About this task: Your answer should be the lines below from the one with "Connection / profile manager." to the one with "pub const INDICATOR_PRIORITY: u8 = 1;", both included, given again exactly and with nothing added.

[[ Records for this exercise open ]]

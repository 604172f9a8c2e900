//! Keyboard events the indicator reacts to.
//!
//! The host firmware raises these from its own event bus; the indicator
//! never polls. Each event carries only what the bus delivers, and the
//! listener queries the relevant provider for the current state.
//!
//! ```text
//! ┌──────────────┐     ┌───────────────┐     ┌──────────────┐
//! │ battery bus  │────▶│               │     │              │
//! │ conn. bus    │────▶│   Listeners   │────▶│ Blink Queue  │
//! │ layer bus    │────▶│ (+ debounce)  │     │              │
//! └──────────────┘     └───────────────┘     └──────────────┘
//! ```

use core::fmt;

#[derive(Debug, Clone, Copy, PartialEq, Eq)]
pub enum IndicatorEvent {
    /// Battery state of charge changed.
    BatteryChanged,
    /// Transport switched or the active profile's link state changed.
    ConnectivityChanged,
    /// A layer was turned on (`active`) or off.
    LayerChanged { active: bool },
}

impl IndicatorEvent {
    /// Whether the event concerns the keymap layer state.
    pub const fn is_layer(self) -> bool {
        matches!(self, Self::LayerChanged { .. })
    }
}

impl fmt::Display for IndicatorEvent {
    fn fmt(&self, f: &mut fmt::Formatter<'_>) -> fmt::Result {
        match self {
            Self::BatteryChanged => write!(f, "battery changed"),
            Self::ConnectivityChanged => write!(f, "connectivity changed"),
            Self::LayerChanged { active: true } => write!(f, "layer on"),
            Self::LayerChanged { active: false } => write!(f, "layer off"),
        }
    }
}
//! Blink requests and the bounded queue that carries them to the worker.
//!
//! Uses an `embassy-sync` bounded channel so that listener callbacks and
//! the debounce timer (many producers) can hand value-typed requests to the
//! single blink worker without sharing any other state.
//!
//! ```text
//! ┌──────────────┐
//! │ Listeners    │──┐ try_enqueue   ┌────────────┐ dequeue_blocking ┌────────┐
//! │ Debounce tmr │──┼──────────────▶│ BlinkQueue │─────────────────▶│ Worker │
//! │ Startup      │──┘ (never blocks)│  (16 deep) │   (waits forever)└────────┘
//! └──────────────┘                  └────────────┘
//! ```

use embassy_sync::blocking_mutex::raw::CriticalSectionRawMutex;
use embassy_sync::channel::Channel;
use log::warn;

use crate::color::Color;
use crate::error::{Error, Result};

/// Queue depth: headroom for a burst of indicator events.
pub const BLINK_QUEUE_DEPTH: usize = 16;

#[derive(Debug, Clone, Copy, PartialEq, Eq)]
pub enum BlinkKind {
    /// Flash a colour, then fall back to the persistent colour.
    Transient,
    /// Replace the persistent colour.
    Persistent,
}

/// A single LED instruction.
///
/// `active_ms == 0` marks a persistent colour change; anything else is a
/// transient blink shown for `active_ms` and followed by `hold_ms` of the
/// persistent colour (never less than the configured interval).
#[derive(Debug, Clone, Copy, PartialEq, Eq)]
pub struct BlinkRequest {
    pub color: Color,
    pub active_ms: u16,
    pub hold_ms: u16,
}

impl BlinkRequest {
    /// Transient blink. `hold_ms == 0` means "use the default interval".
    pub const fn blink(color: Color, active_ms: u16, hold_ms: u16) -> Self {
        Self {
            color,
            active_ms,
            hold_ms,
        }
    }

    /// Persistent colour change.
    pub const fn persistent(color: Color) -> Self {
        Self {
            color,
            active_ms: 0,
            hold_ms: 0,
        }
    }

    pub const fn kind(&self) -> BlinkKind {
        if self.active_ms == 0 {
            BlinkKind::Persistent
        } else {
            BlinkKind::Transient
        }
    }
}

/// Bounded FIFO of [`BlinkRequest`]s.
pub struct BlinkQueue {
    channel: Channel<CriticalSectionRawMutex, BlinkRequest, BLINK_QUEUE_DEPTH>,
}

/// The firmware's one queue. Tests build private ones with [`BlinkQueue::new`].
pub static BLINK_QUEUE: BlinkQueue = BlinkQueue::new();

impl BlinkQueue {
    pub const fn new() -> Self {
        Self {
            channel: Channel::new(),
        }
    }

    /// Non-blocking enqueue. On overflow the new request is dropped and
    /// [`Error::QueueFull`] returned; queued items are never displaced.
    pub fn try_enqueue(&self, request: BlinkRequest) -> Result<()> {
        self.channel.try_send(request).map_err(|_| {
            warn!(
                "blink queue full, dropping {:?} request ({})",
                request.kind(),
                request.color
            );
            Error::QueueFull
        })
    }

    /// Block the calling thread until a request is available.
    ///
    /// Only the blink worker calls this.
    pub fn dequeue_blocking(&self) -> BlinkRequest {
        futures_lite::future::block_on(self.channel.receive())
    }

    /// Non-blocking dequeue.
    pub fn try_dequeue(&self) -> Option<BlinkRequest> {
        self.channel.try_receive().ok()
    }

    pub fn len(&self) -> usize {
        self.channel.len()
    }

    pub fn is_empty(&self) -> bool {
        self.channel.is_empty()
    }

    pub fn is_full(&self) -> bool {
        self.channel.is_full()
    }

    /// Discard every pending request.
    pub fn clear(&self) {
        self.channel.clear();
    }
}

impl Default for BlinkQueue {
    fn default() -> Self {
        Self::new()
    }
}
//! Port traits: the boundary between the indicator core and the firmware.
//!
//! ```text
//!   State providers ──▶ Listeners ──▶ BlinkQueue ──▶ Worker ──▶ ColorSink
//! ```
//!
//! Driven adapters (PWM hardware, fuel gauge, connection manager, keymap)
//! implement these traits. The core only ever sees them through generics
//! or trait objects, so every path is testable with mocks.

use crate::color::Color;
use crate::error::Result;

// ───────────────────────────────────────────────────────────────
// Output port (core → hardware)
// ───────────────────────────────────────────────────────────────

/// Anything that can show a [`Color`].
pub trait ColorSink {
    /// True only if every underlying channel is initialised.
    fn is_ready(&self) -> bool;

    /// Apply `color`. Channels are written independently; a failure on one
    /// is reported in the error but does not stop the others.
    fn write(&mut self, color: Color) -> Result<()>;
}

// ───────────────────────────────────────────────────────────────
// State providers (firmware → core)
// ───────────────────────────────────────────────────────────────

/// Battery fuel gauge.
pub trait BatteryGauge {
    /// State of charge in percent. 0 means no reading / no battery.
    fn state_of_charge(&self) -> u8;
}

/// Endpoint currently selected for HID reports.
#[derive(Debug, Clone, Copy, PartialEq, Eq)]
pub enum Transport {
    Usb,
    Ble,
}

/// State of the active BLE profile (or, on a split peripheral, of the link
/// to the central).
#[derive(Debug, Clone, Copy, PartialEq, Eq)]
pub enum LinkState {
    Connected,
    /// Profile is unbonded and advertising for a new host.
    Advertising,
    Disconnected,
}

/// Connection / profile manager.
pub trait ConnectivityProvider {
    fn transport(&self) -> Transport;
    fn link_state(&self) -> LinkState;
}

/// Active-layer resolver.
pub trait LayerProvider {
    /// Index of the highest active layer; 0 is the base layer.
    fn highest_active_layer(&self) -> u8;
}
//! Core-pinned thread spawning for the blink worker and debounce timers.
//!
//! Wraps `esp_pthread_set_cfg()` so that `std::thread::spawn` creates a
//! FreeRTOS task pinned to a specific CPU core with explicit priority
//! and stack size. On non-ESP targets, falls back to plain thread spawn.
//!
//! # ESP-IDF Threading Model
//!
//! ESP-IDF implements `std::thread` via pthreads, which are thin wrappers
//! around FreeRTOS tasks. `esp_pthread_set_cfg()` sets thread-local
//! configuration that applies to the *next* `pthread_create()` call from
//! the calling thread. The config→spawn pair must not be interleaved with
//! other thread creation on the same thread.

use std::io;
use std::thread::JoinHandle;

/// CPU core identifiers.
#[derive(Debug, Clone, Copy, PartialEq, Eq)]
#[repr(i32)]
pub enum Core {
    /// Core 0 (PRO_CPU): protocol stacks (BLE, USB).
    Pro = 0,
    /// Core 1 (APP_CPU): application logic.
    App = 1,
}

/// Lowest application priority; indicator output is cosmetic.
pub const INDICATOR_PRIORITY: u8 = 1;

/// Stack for the worker and timer threads. Neither formats much.
pub const INDICATOR_STACK_KB: usize = 4;

/// Spawn a thread pinned to a specific core with explicit priority and stack.
///
/// The `name` parameter must be a null-terminated string (e.g. `"led-blink\0"`).
/// On non-ESP targets, ignores `core` and `priority`, using only `stack_kb`.
#[cfg(target_os = "espidf")]
pub fn spawn_on_core<F>(
    core: Core,
    priority: u8,
    stack_kb: usize,
    name: &'static str,
    f: F,
) -> io::Result<JoinHandle<()>>
where
    F: FnOnce() + Send + 'static,
{
    // SAFETY: the config struct is fully initialised by the default
    // constructor and `name` is a 'static null-terminated string.
    unsafe {
        let mut cfg = esp_idf_sys::esp_create_default_pthread_config();
        cfg.pin_to_core = core as i32;
        cfg.prio = priority as i32;
        cfg.stack_size = (stack_kb * 1024) as i32;
        cfg.thread_name = name.as_ptr() as *const _;
        let ret = esp_idf_sys::esp_pthread_set_cfg(&cfg);
        if ret != esp_idf_sys::ESP_OK as i32 {
            log::warn!("esp_pthread_set_cfg failed ({}), spawning with defaults", ret);
        }
    }

    let display_name = name.trim_end_matches('\0');
    log::info!(
        "Spawning '{}' on {:?} (pri={}, stack={}KB)",
        display_name,
        core,
        priority,
        stack_kb
    );

    std::thread::Builder::new()
        .name(display_name.into())
        .spawn(f)
}

/// Simulation fallback; ignores core affinity and priority.
#[cfg(not(target_os = "espidf"))]
pub fn spawn_on_core<F>(
    _core: Core,
    _priority: u8,
    stack_kb: usize,
    name: &'static str,
    f: F,
) -> io::Result<JoinHandle<()>>
where
    F: FnOnce() + Send + 'static,
{
    let display_name = name.trim_end_matches('\0');
    log::info!(
        "Spawning '{}' (sim, no core pinning, stack={}KB)",
        display_name,
        stack_kb
    );

    std::thread::Builder::new()
        .name(display_name.into())
        // Host std/test frames are larger than FreeRTOS ones.
        .stack_size(stack_kb.max(64) * 1024)
        .spawn(f)
}
//! Blocking delay for the blink worker.
//!
//! ESP-IDF implements `std::thread::sleep` on top of `vTaskDelay`, so the
//! same adapter serves the target and the host: the calling thread yields
//! and producers keep running.

use std::time::Duration;

use embedded_hal::delay::DelayNs;

/// [`DelayNs`] backed by `std::thread::sleep`.
#[derive(Debug, Default, Clone, Copy)]
pub struct ThreadDelay;

impl DelayNs for ThreadDelay {
    fn delay_ns(&mut self, ns: u32) {
        std::thread::sleep(Duration::from_nanos(ns as u64));
    }

    fn delay_ms(&mut self, ms: u32) {
        std::thread::sleep(Duration::from_millis(ms as u64));
    }
}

[[ Records for this exercise closed ]]

Answer for the task:
/// Connection / profile manager.
pub trait ConnectivityProvider {
    fn transport(&self) -> Transport;
    fn link_state(&self) -> LinkState;
}

/// Active-layer resolver.
pub trait LayerProvider {
    /// Index of the highest active layer; 0 is the base layer.
    fn highest_active_layer(&self) -> u8;
}
//! Core-pinned thread spawning for the blink worker and debounce timers.
//!
//! Wraps `esp_pthread_set_cfg()` so that `std::thread::spawn` creates a
//! FreeRTOS task pinned to a specific CPU core with explicit priority
//! and stack size. On non-ESP targets, falls back to plain thread spawn.
//!
//! # ESP-IDF Threading Model
//!
//! ESP-IDF implements `std::thread` via pthreads, which are thin wrappers
//! around FreeRTOS tasks. `esp_pthread_set_cfg()` sets thread-local
//! configuration that applies to the *next* `pthread_create()` call from
//! the calling thread. The config→spawn pair must not be interleaved with
//! other thread creation on the same thread.

use std::io;
use std::thread::JoinHandle;

/// CPU core identifiers.
#[derive(Debug, Clone, Copy, PartialEq, Eq)]
#[repr(i32)]
pub enum Core {
    /// Core 0 (PRO_CPU): protocol stacks (BLE, USB).
    Pro = 0,
    /// Core 1 (APP_CPU): application logic.
    App = 1,
}

/// Lowest application priority; indicator output is cosmetic.
pub const INDICATOR_PRIORITY: u8 = 1;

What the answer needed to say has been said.